Fracturing the interest on the plaintiffs' side therefore gave the defendants a potential bargaining advantage. Because a defendant who bore one-hundred percent of the loss would find it rational to invest more in the lawsuit than a plaintiffs' attorney whose interest was only, say, 40 percent, the defendant could make a credible threat to outspend the attorney unless the attorney agreed to settle the case for less than its worth. Attorney 1's efforts to monitor Attorney 2 and Attorney 2's reputational interest as a receiving attorney would remedy the problem somewhat (Spurr 1988), but a defendant advantage would predictably remain.

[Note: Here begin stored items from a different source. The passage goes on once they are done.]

use std::path::PathBuf;

#[derive(Debug, Clone, PartialEq, Eq, structopt::StructOpt)]
#[structopt(name = "portagent", about = "instrument/driver mediation daemon")]
pub struct Options {
    /// Observatory configuration (telnet) port.
    #[structopt(short = "p", long = "port")]
    pub config_port: u16,

    /// Configuration file, in the config-port command language.
    #[structopt(short = "c", long = "conf")]
    pub config_file: Option<PathBuf>,

    /// Verbose logging (debug level).
    #[structopt(short = "v", long = "verbose")]
    pub verbose: bool,

    /// Kill a running instance via its pid file, then exit.
    #[structopt(short = "k", long = "kill")]
    pub kill: bool,

    /// Single-shot: run in the foreground without pid-file bookkeeping.
    #[structopt(short = "s", long = "single")]
    pub single: bool,
}
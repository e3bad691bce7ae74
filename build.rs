fn main() {
    // Version/commit stamps are best-effort: outside a git checkout there is
    // nothing to stamp, and the binary falls back to <none> for each field.
    if let Err(e) = vergen::vergen(vergen::Config::default()) {
        println!("cargo:warning=build metadata unavailable: {e}");
    }
}
use std::{
    io,
    rc::Rc,
    time::Duration,
};

use bytes::Bytes;
use tokio::net::{
    TcpListener,
    TcpStream,
};

use crate::{
    Chunk,
    Error,
    RawSink,
    SinkHandle,
};

const READ_CHUNK: usize = 4096;
const BACKLOG: u32 = 5;

/// Outbound TCP connection to an instrument (or a DIGI socket). Configured
/// with host + port, connected on demand; the connected stream sits behind
/// an `Rc` so publishers can hold a weak write handle.
#[derive(Debug, Default)]
pub struct TcpLink {
    host:   Option<String>,
    port:   u16,
    stream: Option<Rc<TcpStream>>,
}

impl TcpLink {
    pub fn new() -> Self {
        Self::default()
    }

    pub fn host(&self) -> Option<&str> {
        self.host.as_deref()
    }

    pub fn port(&self) -> u16 {
        self.port
    }

    /// Changing the host of a live link forces a disconnect; the owner's
    /// reconnect logic picks it up from there. Changes while down are
    /// recorded silently.
    pub fn set_host(&mut self, host: &str) {
        let changed = self.host.as_deref() != Some(host);
        self.host = Some(host.to_owned());

        if changed && self.connected() {
            tracing::info!(host, "instrument host changed while connected, dropping link");
            self.disconnect();
        }
    }

    pub fn set_port(&mut self, port: u16) {
        let changed = self.port != port;
        self.port = port;

        if changed && self.connected() {
            tracing::info!(port, "instrument port changed while connected, dropping link");
            self.disconnect();
        }
    }

    pub fn configured(&self) -> bool {
        self.host.is_some() && self.port > 0
    }

    pub fn connected(&self) -> bool {
        self.stream.is_some()
    }

    pub async fn connect(&mut self, limit: Duration) -> Result<(), Error> {
        let host = self.host.clone().ok_or(Error::MissingConfig("hostname"))?;

        if self.port == 0 {
            return Err(Error::MissingConfig("port"));
        }

        let addr = tokio::net::lookup_host((host.as_str(), self.port))
            .await
            .map_err(|e| Error::HostResolution {
                host: host.clone(),
                source: e,
            })?
            .next()
            .ok_or_else(|| Error::HostResolution {
                host: host.clone(),
                source: io::Error::new(io::ErrorKind::NotFound, "no addresses"),
            })?;

        tracing::info!(%addr, "connecting to instrument");

        let stream = tokio::time::timeout(limit, TcpStream::connect(addr))
            .await
            .map_err(|_| Error::Connect {
                addr: addr.to_string(),
                source: io::Error::new(io::ErrorKind::TimedOut, "connect timed out"),
            })?
            .map_err(|e| Error::Connect {
                addr: addr.to_string(),
                source: e,
            })?;

        let _ = stream.set_nodelay(true);
        self.stream = Some(Rc::new(stream));

        Ok(())
    }

    pub fn disconnect(&mut self) {
        self.stream = None;
    }

    /// Wait for data and read one chunk. Pends forever while disconnected,
    /// which makes it safe to park in a `select!` arm behind a guard.
    pub async fn read_chunk(&mut self) -> Chunk {
        loop {
            let Some(stream) = self.stream.clone() else {
                return std::future::pending().await;
            };

            if let Err(e) = stream.readable().await {
                tracing::warn!(error = %e, "tcp link readiness failed");
                self.disconnect();
                return Chunk::Closed;
            }

            let mut buf = [0u8; READ_CHUNK];

            match stream.try_read(&mut buf) {
                Ok(0) => {
                    self.disconnect();
                    return Chunk::Closed;
                },
                Ok(n) => return Chunk::Data(Bytes::copy_from_slice(&buf[..n])),
                Err(e) if e.kind() == io::ErrorKind::WouldBlock => continue,
                Err(e) => {
                    tracing::warn!(error = %e, "tcp link read failed");
                    self.disconnect();
                    return Chunk::Closed;
                },
            }
        }
    }

    /// Non-blocking write. `false` means the bytes did not all go out: a
    /// full kernel buffer leaves the link up (caller may retry), anything
    /// fatal drops it.
    pub fn try_write(&mut self, mut buf: &[u8]) -> bool {
        let Some(stream) = self.stream.clone() else {
            return false;
        };

        while !buf.is_empty() {
            match stream.try_write(buf) {
                Ok(n) => buf = &buf[n..],
                Err(e) if e.kind() == io::ErrorKind::WouldBlock => return false,
                Err(e) => {
                    tracing::warn!(error = %e, "tcp link write failed");
                    self.disconnect();
                    return false;
                },
            }
        }

        true
    }

    pub fn write_handle(&self) -> Option<SinkHandle> {
        self.stream.as_ref().map(|s| Rc::downgrade(s) as SinkHandle)
    }
}

/// Listening socket that serves at most one peer. Accepting a second peer
/// replaces the first, closing it.
#[derive(Debug)]
pub struct PeerListener {
    port:     u16,
    listener: Option<TcpListener>,
    peer:     Option<Rc<TcpStream>>,
}

impl PeerListener {
    pub fn new(port: u16) -> Self {
        Self {
            port,
            listener: None,
            peer: None,
        }
    }

    pub async fn bind(&mut self) -> Result<(), Error> {
        let socket = tokio::net::TcpSocket::new_v4().map_err(Error::Create)?;
        socket.set_reuseaddr(true).map_err(Error::Create)?;

        socket
            .bind(std::net::SocketAddr::from(([127, 0, 0, 1], self.port)))
            .map_err(Error::Create)?;

        let listener = socket.listen(BACKLOG).map_err(Error::Create)?;

        tracing::info!(port = self.local_port_of(&listener), "listener bound");
        self.listener = Some(listener);

        Ok(())
    }

    fn local_port_of(&self, listener: &TcpListener) -> u16 {
        listener.local_addr().map(|a| a.port()).unwrap_or(self.port)
    }

    /// Close everything and bind again on a new port. Used for runtime
    /// reconfiguration; the accepted peer does not survive.
    pub async fn rebind(&mut self, port: u16) -> Result<(), Error> {
        self.peer = None;
        self.listener = None;
        self.port = port;

        self.bind().await
    }

    /// Stop listening entirely, closing any accepted peer.
    pub fn unbind(&mut self) {
        self.peer = None;
        self.listener = None;
    }

    pub fn is_bound(&self) -> bool {
        self.listener.is_some()
    }

    /// The actual bound port (differs from the configured one when bound
    /// with port 0).
    pub fn local_port(&self) -> Option<u16> {
        self.listener.as_ref().and_then(|l| l.local_addr().ok()).map(|a| a.port())
    }

    pub async fn acceptable(&self) -> io::Result<TcpStream> {
        match &self.listener {
            Some(listener) => listener.accept().await.map(|(stream, _)| stream),
            None => std::future::pending().await,
        }
    }

    /// Install a freshly accepted peer, replacing (and closing) any prior
    /// one.
    pub fn adopt(&mut self, stream: TcpStream) {
        if self.peer.is_some() {
            tracing::info!("replacing existing peer");
        }

        let _ = stream.set_nodelay(true);
        self.peer = Some(Rc::new(stream));
    }

    pub fn has_peer(&self) -> bool {
        self.peer.is_some()
    }

    pub fn drop_peer(&mut self) {
        self.peer = None;
    }

    pub fn peer_handle(&self) -> Option<SinkHandle> {
        self.peer.as_ref().map(|s| Rc::downgrade(s) as SinkHandle)
    }

    pub async fn peer_readable(&self) -> io::Result<()> {
        match &self.peer {
            Some(peer) => peer.readable().await,
            None => std::future::pending().await,
        }
    }

    /// One non-blocking read from the accepted peer.
    pub fn read_peer_chunk(&mut self) -> Option<Chunk> {
        let peer = self.peer.clone()?;

        let mut buf = [0u8; READ_CHUNK];

        match peer.try_read(&mut buf) {
            Ok(0) => {
                self.peer = None;
                Some(Chunk::Closed)
            },
            Ok(n) => Some(Chunk::Data(Bytes::copy_from_slice(&buf[..n]))),
            Err(e) if e.kind() == io::ErrorKind::WouldBlock => None,
            Err(e) => {
                tracing::warn!(error = %e, "peer read failed");
                self.peer = None;
                Some(Chunk::Closed)
            },
        }
    }

    pub fn write_peer(&mut self, mut buf: &[u8]) -> bool {
        let Some(peer) = self.peer.clone() else {
            return false;
        };

        while !buf.is_empty() {
            match peer.try_send(buf) {
                Ok(n) => buf = &buf[n..],
                Err(e) if e.kind() == io::ErrorKind::WouldBlock => return false,
                Err(e) => {
                    tracing::warn!(error = %e, "peer write failed");
                    self.peer = None;
                    return false;
                },
            }
        }

        true
    }
}

#[cfg(test)]
mod test {
    use tokio::io::AsyncWriteExt;

    use super::*;

    #[tokio::test]
    async fn link_round_trip() {
        let mut listener = PeerListener::new(0);
        listener.bind().await.unwrap();
        let port = listener.local_port().unwrap();

        let mut link = TcpLink::new();
        link.set_host("127.0.0.1");
        link.set_port(port);
        assert!(link.configured());

        let (connect, accept) =
            tokio::join!(link.connect(Duration::from_secs(1)), listener.acceptable());
        connect.unwrap();
        listener.adopt(accept.unwrap());

        assert!(link.connected());

        assert!(link.try_write(b"ping"));
        listener.peer_readable().await.unwrap();
        assert_eq!(
            listener.read_peer_chunk().unwrap(),
            Chunk::Data(Bytes::from_static(b"ping"))
        );

        assert!(listener.write_peer(b"pong"));
        assert_eq!(link.read_chunk().await, Chunk::Data(Bytes::from_static(b"pong")));
    }

    #[tokio::test]
    async fn eof_disconnects_link() {
        let mut listener = PeerListener::new(0);
        listener.bind().await.unwrap();
        let port = listener.local_port().unwrap();

        let mut link = TcpLink::new();
        link.set_host("127.0.0.1");
        link.set_port(port);

        let (connect, accept) =
            tokio::join!(link.connect(Duration::from_secs(1)), listener.acceptable());
        connect.unwrap();
        drop(accept.unwrap());

        assert_eq!(link.read_chunk().await, Chunk::Closed);
        assert!(!link.connected());
    }

    #[tokio::test]
    async fn reconfig_while_connected_drops_link() {
        let mut listener = PeerListener::new(0);
        listener.bind().await.unwrap();
        let port = listener.local_port().unwrap();

        let mut link = TcpLink::new();
        link.set_host("127.0.0.1");
        link.set_port(port);

        let (connect, _accept) =
            tokio::join!(link.connect(Duration::from_secs(1)), listener.acceptable());
        connect.unwrap();
        assert!(link.connected());

        // Same port: recorded silently, link stays up.
        link.set_port(port);
        assert!(link.connected());

        link.set_port(port + 1);
        assert!(!link.connected());
        assert_eq!(link.port(), port + 1);
    }

    #[tokio::test]
    async fn second_peer_replaces_first() {
        let mut listener = PeerListener::new(0);
        listener.bind().await.unwrap();
        let port = listener.local_port().unwrap();

        let mut first = TcpStream::connect(("127.0.0.1", port)).await.unwrap();
        listener.adopt(listener.acceptable().await.unwrap());
        let first_handle = listener.peer_handle().unwrap();

        let _second = TcpStream::connect(("127.0.0.1", port)).await.unwrap();
        listener.adopt(listener.acceptable().await.unwrap());

        // Old peer handle is dead and the old client sees EOF.
        assert!(first_handle.upgrade().is_none());

        let mut buf = [0u8; 8];
        use tokio::io::AsyncReadExt;
        assert_eq!(first.read(&mut buf).await.unwrap(), 0);

        let _ = first.shutdown().await;
    }
}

A look at the roster of defendants and TPDs reveals, however, that none was exposed to 100 percent of the cost to be incurred by the coalition of all defendants and TPDs. The TPDs were alleged to be liable for only losses stemming from the particular products they manufactured. The TPDs were also insured for at least some of their liability and defense costs. True, the four defendants were asserted to be severally liable for the entire loss the Durdins incurred. However, three of them, the Pons and Foremost Development Corp., were judgement-proof against losses inexcess of an amount that, although undisclosed, appeared to be considerably less than the more than $1 million in damages the Durdins claimed. The Pons were also insulated by Texas debtor protection law, which put their personal assets of significant value beyond the Durdins' reach. The Pons and Foremost Development also had claims against JDR and the TPDs for contribution or indemnification that substantially reduced the net amount they stood to lose. The exposure of the remaining defendant, JDR, was reduced too. JDR was insured for more than $200,000 in defense and liability costs, and JDR had claims against the Pons, Foremost Development, and the TPDs as well. Thus, JDR could not make a credible threat to outspend the Durdins' lawyers. Nor could JDR's insurer, Acceleration National Insurance Company (AN) make that threat. Although it controlled the defense, its policy limits were considerably lower than even the liability JDR faced. Its policy was also self-liquidating. Every dollar spent on defending the lawsuit reduced by a dollar the amount AN had to pay to indemnify JDR. Consequently, AN's marginal incentive to invest in the lawsuit was always diminishing.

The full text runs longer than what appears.